## [Excerpted records]
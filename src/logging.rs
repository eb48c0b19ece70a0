//! Tracing setup for the bot process.
//!
//! [`init_service`] is used by `run` when a log directory is configured: JSON
//! lines to a daily file plus human output on stderr. [`init_console`] covers
//! everything else, including early failures before the config is known.
//!
//! Both honour `RUST_LOG`. Without it, [`DEFAULT_DIRECTIVES`] keep the bot's
//! own lifecycle and dispatch lines at `info` while quieting the HTTP and
//! SQL stacks underneath.

use std::path::Path;

use tracing_appender::non_blocking::WorkerGuard;
use tracing_subscriber::layer::SubscriberExt;
use tracing_subscriber::util::SubscriberInitExt;
use tracing_subscriber::EnvFilter;

/// Filter used when `RUST_LOG` is unset or unparsable.
///
/// `sqlx=warn` silences the per-statement logs of the update journal;
/// `hyper` and `reqwest` would otherwise log every long-poll request.
pub const DEFAULT_DIRECTIVES: &str = "info,sharebot=info,sqlx=warn,hyper=warn,reqwest=warn,axum=info";

/// File name prefix of the rolling service log.
pub const LOG_FILE_PREFIX: &str = "sharebot.log";

/// Keeps the non-blocking file writer alive.
///
/// Dropping it flushes pending lines, so `main` holds it until exit.
pub struct LoggingGuard {
    _guard: WorkerGuard,
}

/// Build the active filter: `RUST_LOG` if it parses, else [`DEFAULT_DIRECTIVES`].
pub fn env_filter() -> EnvFilter {
    EnvFilter::try_from_default_env().unwrap_or_else(|_| EnvFilter::new(DEFAULT_DIRECTIVES))
}

/// Install the service subscriber.
///
/// The JSON layer flattens the current span into every line, so the
/// `event_id` and `kind` fields of a dispatch span land next to whatever
/// the handler logs.
///
/// # Errors
///
/// Returns an error if the logs directory cannot be created or a global
/// subscriber is already installed.
pub fn init_service(logs_dir: &Path) -> anyhow::Result<LoggingGuard> {
    std::fs::create_dir_all(logs_dir).map_err(|e| {
        anyhow::anyhow!(
            "failed to create logs directory {}: {e}",
            logs_dir.display()
        )
    })?;

    let file_appender = tracing_appender::rolling::daily(logs_dir, LOG_FILE_PREFIX);
    let (non_blocking, guard) = tracing_appender::non_blocking(file_appender);

    let json_layer = tracing_subscriber::fmt::layer()
        .json()
        .with_current_span(true)
        .with_span_list(false)
        .with_target(true)
        .with_writer(non_blocking);

    let console_layer = tracing_subscriber::fmt::layer()
        .with_target(false)
        .with_writer(std::io::stderr);

    tracing_subscriber::registry()
        .with(env_filter())
        .with(json_layer)
        .with(console_layer)
        .try_init()
        .map_err(|e| anyhow::anyhow!("failed to install log subscriber: {e}"))?;

    Ok(LoggingGuard { _guard: guard })
}

/// Install stderr-only logging. A no-op once any subscriber is installed,
/// so it is safe to call on error paths.
pub fn init_console() {
    let _ = tracing_subscriber::fmt()
        .with_env_filter(env_filter())
        .with_target(false)
        .with_writer(std::io::stderr)
        .try_init();
}
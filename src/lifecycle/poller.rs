//! Polling ingestion loop.

use std::sync::Arc;

use tokio::task::JoinHandle;
use tokio_util::sync::CancellationToken;
use tracing::{error, info, warn, Instrument};

use super::{Lifecycle, LifecycleError};
use crate::transport::Connection;

/// Handle to a spawned poller.
pub(super) struct PollerHandle {
    cancel: CancellationToken,
    join: JoinHandle<()>,
}

impl PollerHandle {
    /// Signal the loop and wait for it to exit.
    pub(super) async fn shutdown(self) {
        self.cancel.cancel();
        if let Err(e) = self.join.await {
            error!(error = %e, "polling task ended abnormally");
        }
    }
}

/// Spawn the poller on its own task.
pub(super) fn spawn(lifecycle: Arc<Lifecycle>, connection: Arc<dyn Connection>) -> PollerHandle {
    let cancel = CancellationToken::new();
    let token = cancel.clone();
    let join = tokio::spawn(
        run(lifecycle, connection, token).instrument(tracing::info_span!("poller")),
    );
    PollerHandle { cancel, join }
}

async fn run(lifecycle: Arc<Lifecycle>, connection: Arc<dyn Connection>, cancel: CancellationToken) {
    info!("polling loop started");

    while lifecycle.is_running() {
        let Some(update) = connection.pull(&cancel).await else {
            break;
        };

        match lifecycle.submit(update).await {
            Ok(()) => {}
            // Already logged at the dispatch boundary.
            Err(LifecycleError::Dispatch(_)) => {}
            Err(e) => {
                warn!(error = %e, "polled update dropped");
            }
        }
    }

    info!("polling loop stopped");
}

## [Required work]
Each line from the start of the listing through the line with "use std::path::Path;" is to be restated verbatim, both ends included.

## [Solution for this problem]
filename src/logging.rs
repository eb48c0b19ece70a0
//! Tracing setup for the bot process.
//!
//! [`init_service`] is used by `run` when a log directory is configured: JSON
//! lines to a daily file plus human output on stderr. [`init_console`] covers
//! everything else, including early failures before the config is known.
//!
//! Both honour `RUST_LOG`. Without it, [`DEFAULT_DIRECTIVES`] keep the bot's
//! own lifecycle and dispatch lines at `info` while quieting the HTTP and
//! SQL stacks underneath.

use std::path::Path;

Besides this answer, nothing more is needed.